An insane doped-up doctor, a 30-year-old gay virgin, a redneck transvestite, and 20 guys named Jesus Christ reside in Toronto writer Tony Burgess’s first collection of short stories.

Set in Bewdley, Ontario, The Hellmouths of Bewdley portrays the pastoral gone wrong. Burgess brings a twisted urban brutality to this rural village, fracturing the myth of the naively innocent small town. His prose has the terse exactness of a hardboiled detective novel. A present tense immediacy gives the work a cinematographic quality. Characters are portrayed through the hard surface of their actions and the reader is rarely privy to their thoughts.

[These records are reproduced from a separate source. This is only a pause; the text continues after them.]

//! In-memory `Repository` for tests and single-instance setups.

use std::collections::HashMap;
use std::sync::atomic::{AtomicBool, Ordering};

use async_trait::async_trait;
use chrono::{DateTime, Utc};
use tokio::sync::RwLock;
use uuid::Uuid;

use crate::dispatch::model::OutboundQueueItem;
use crate::error::StoreError;
use crate::model::{
    AutomationRule, Contact, ContactPatch, RuleTriggerLog, Template, TriggerOutcome,
};
use crate::store::traits::Repository;

#[derive(Default)]
struct State {
    contacts: HashMap<String, Contact>,
    rules: Vec<AutomationRule>,
    templates: HashMap<i64, Template>,
    trigger_logs: Vec<RuleTriggerLog>,
    queue: Vec<OutboundQueueItem>,
    queue_index: HashMap<Uuid, usize>,
}

/// Repository held entirely in process memory.
///
/// `set_unavailable(true)` makes every call fail with
/// `StoreError::Unavailable`, which is how tests drive the fail-open /
/// fail-closed paths.
#[derive(Default)]
pub struct InMemoryRepository {
    state: RwLock<State>,
    unavailable: AtomicBool,
}

impl InMemoryRepository {
    pub fn new() -> Self {
        Self::default()
    }

    /// Simulate an outage.
    pub fn set_unavailable(&self, unavailable: bool) {
        self.unavailable.store(unavailable, Ordering::SeqCst);
    }

    /// Add or replace a rule (operator-side operation).
    pub async fn upsert_rule(&self, rule: AutomationRule) {
        let mut state = self.state.write().await;
        match state.rules.iter_mut().find(|r| r.id == rule.id) {
            Some(existing) => *existing = rule,
            None => state.rules.push(rule),
        }
    }

    /// Add or replace a template (operator-side operation).
    pub async fn upsert_template(&self, template: Template) {
        self.state.write().await.templates.insert(template.id, template);
    }

    /// Snapshot of the whole trigger log.
    pub async fn trigger_logs(&self) -> Vec<RuleTriggerLog> {
        self.state.read().await.trigger_logs.clone()
    }

    /// Snapshot of persisted queue items in insertion order.
    pub async fn queue_items(&self) -> Vec<OutboundQueueItem> {
        self.state.read().await.queue.clone()
    }

    fn check_available(&self) -> Result<(), StoreError> {
        if self.unavailable.load(Ordering::SeqCst) {
            return Err(StoreError::Unavailable("in-memory store marked unavailable".into()));
        }
        Ok(())
    }
}

#[async_trait]
impl Repository for InMemoryRepository {
    async fn get_contact(&self, id: &str) -> Result<Option<Contact>, StoreError> {
        self.check_available()?;
        Ok(self.state.read().await.contacts.get(id).cloned())
    }

    async fn insert_contact(&self, contact: &Contact) -> Result<(), StoreError> {
        self.check_available()?;
        self.state
            .write()
            .await
            .contacts
            .entry(contact.id.clone())
            .or_insert_with(|| contact.clone());
        Ok(())
    }

    async fn update_contact(&self, id: &str, patch: &ContactPatch) -> Result<Contact, StoreError> {
        self.check_available()?;
        let mut state = self.state.write().await;
        let contact = state.contacts.get_mut(id).ok_or_else(|| StoreError::NotFound {
            entity: "contact".into(),
            id: id.into(),
        })?;
        contact.apply(patch);
        Ok(contact.clone())
    }

    async fn list_active_rules(&self) -> Result<Vec<AutomationRule>, StoreError> {
        self.check_available()?;
        Ok(self
            .state
            .read()
            .await
            .rules
            .iter()
            .filter(|r| r.is_active)
            .cloned()
            .collect())
    }

    async fn get_template(&self, id: i64) -> Result<Option<Template>, StoreError> {
        self.check_available()?;
        Ok(self.state.read().await.templates.get(&id).cloned())
    }

    async fn list_templates_by_category(&self, category: &str) -> Result<Vec<Template>, StoreError> {
        self.check_available()?;
        let state = self.state.read().await;
        let mut templates: Vec<Template> = state
            .templates
            .values()
            .filter(|t| t.is_active && t.category == category)
            .cloned()
            .collect();
        templates.sort_by_key(|t| t.id);
        Ok(templates)
    }

    async fn log_rule_trigger(&self, entry: &RuleTriggerLog) -> Result<(), StoreError> {
        self.check_available()?;
        self.state.write().await.trigger_logs.push(entry.clone());
        Ok(())
    }

    async fn last_trigger_at(
        &self,
        rule_id: i64,
        contact_id: &str,
    ) -> Result<Option<DateTime<Utc>>, StoreError> {
        self.check_available()?;
        Ok(self
            .state
            .read()
            .await
            .trigger_logs
            .iter()
            .filter(|l| {
                l.rule_id == Some(rule_id)
                    && l.contact_id == contact_id
                    && l.outcome == TriggerOutcome::Matched
            })
            .map(|l| l.timestamp)
            .max())
    }

    async fn count_triggers(&self, rule_id: i64, contact_id: &str) -> Result<u32, StoreError> {
        self.check_available()?;
        let count = self
            .state
            .read()
            .await
            .trigger_logs
            .iter()
            .filter(|l| {
                l.rule_id == Some(rule_id)
                    && l.contact_id == contact_id
                    && l.outcome == TriggerOutcome::Matched
            })
            .count();
        Ok(count as u32)
    }

    async fn list_trigger_logs(&self, contact_id: &str) -> Result<Vec<RuleTriggerLog>, StoreError> {
        self.check_available()?;
        Ok(self
            .state
            .read()
            .await
            .trigger_logs
            .iter()
            .filter(|l| l.contact_id == contact_id)
            .cloned()
            .collect())
    }

    async fn save_queue_item(&self, item: &OutboundQueueItem) -> Result<(), StoreError> {
        self.check_available()?;
        let mut state = self.state.write().await;
        match state.queue_index.get(&item.id).copied() {
            Some(idx) => state.queue[idx] = item.clone(),
            None => {
                let idx = state.queue.len();
                state.queue.push(item.clone());
                state.queue_index.insert(item.id, idx);
            }
        }
        Ok(())
    }

    async fn list_unfinished_queue_items(&self) -> Result<Vec<OutboundQueueItem>, StoreError> {
        self.check_available()?;
        Ok(self
            .state
            .read()
            .await
            .queue
            .iter()
            .filter(|i| !i.is_terminal())
            .cloned()
            .collect())
    }
}

#[cfg(test)]
mod tests {
    use super::*;
    use crate::dispatch::model::{OutboundDraft, QueueStatus};

    #[tokio::test]
    async fn insert_does_not_overwrite() {
        let repo = InMemoryRepository::new();
        let now = Utc::now();
        repo.insert_contact(&Contact::new("6281", now).with_opt_in(true)).await.unwrap();
        repo.insert_contact(&Contact::new("6281", now)).await.unwrap();
        assert!(repo.get_contact("6281").await.unwrap().unwrap().opt_in);
    }

    #[tokio::test]
    async fn update_missing_contact_is_not_found() {
        let repo = InMemoryRepository::new();
        let err = repo
            .update_contact("nobody", &ContactPatch::opt_in(Utc::now()))
            .await
            .unwrap_err();
        assert!(matches!(err, StoreError::NotFound { .. }));
    }

    #[tokio::test]
    async fn only_active_rules_are_listed() {
        let repo = InMemoryRepository::new();
        let now = Utc::now();
        repo.upsert_rule(AutomationRule::keyword(1, "a", 10, &["x"], 1, now)).await;
        repo.upsert_rule(AutomationRule::keyword(2, "b", 10, &["x"], 1, now).inactive()).await;
        let rules = repo.list_active_rules().await.unwrap();
        assert_eq!(rules.len(), 1);
        assert_eq!(rules[0].id, 1);
    }

    #[tokio::test]
    async fn trigger_queries_only_count_matches() {
        let repo = InMemoryRepository::new();
        let now = Utc::now();
        for outcome in [
            TriggerOutcome::Matched,
            TriggerOutcome::Skipped("cooldown".into()),
            TriggerOutcome::Matched,
        ] {
            repo.log_rule_trigger(&RuleTriggerLog {
                rule_id: Some(7),
                contact_id: "6281".into(),
                timestamp: now,
                outcome,
            })
            .await
            .unwrap();
        }
        assert_eq!(repo.count_triggers(7, "6281").await.unwrap(), 2);
        assert_eq!(repo.last_trigger_at(7, "6281").await.unwrap(), Some(now));
        assert_eq!(repo.count_triggers(7, "other").await.unwrap(), 0);
    }

    #[tokio::test]
    async fn unavailable_fails_every_call() {
        let repo = InMemoryRepository::new();
        repo.set_unavailable(true);
        assert!(matches!(
            repo.get_contact("6281").await,
            Err(StoreError::Unavailable(_))
        ));
        repo.set_unavailable(false);
        assert!(repo.get_contact("6281").await.unwrap().is_none());
    }

    #[tokio::test]
    async fn save_queue_item_upserts() {
        let repo = InMemoryRepository::new();
        let mut item = OutboundQueueItem::from_draft(OutboundDraft::text("6281", "hi"), 3, Utc::now());
        repo.save_queue_item(&item).await.unwrap();
        item.transition_to(QueueStatus::Sending).unwrap();
        item.transition_to(QueueStatus::Sent).unwrap();
        repo.save_queue_item(&item).await.unwrap();

        let items = repo.queue_items().await;
        assert_eq!(items.len(), 1);
        assert_eq!(items[0].status, QueueStatus::Sent);
        assert!(repo.list_unfinished_queue_items().await.unwrap().is_empty());
    }
}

Hellmouths reflects the isolation of many communities thinly dotted across rural Canada. The winters are long, lonely, and quiet, qualities Burgess has captured remarkably well. Although it may be historically true that nature posed a threat to survival, in Burgess country – as in urban storytelling – the threat clearly comes from other people.

The most pointed example of this is the story “Home.” In a farmer’s field of purple and white flowers a man rests, perusing his date-book. Tied to a nearby tree are the two men he has savaged, one dead, the other dying. The natural world is benign; although wilderness creates the isolated setting in which violence can occur, it is the human who acts as predator.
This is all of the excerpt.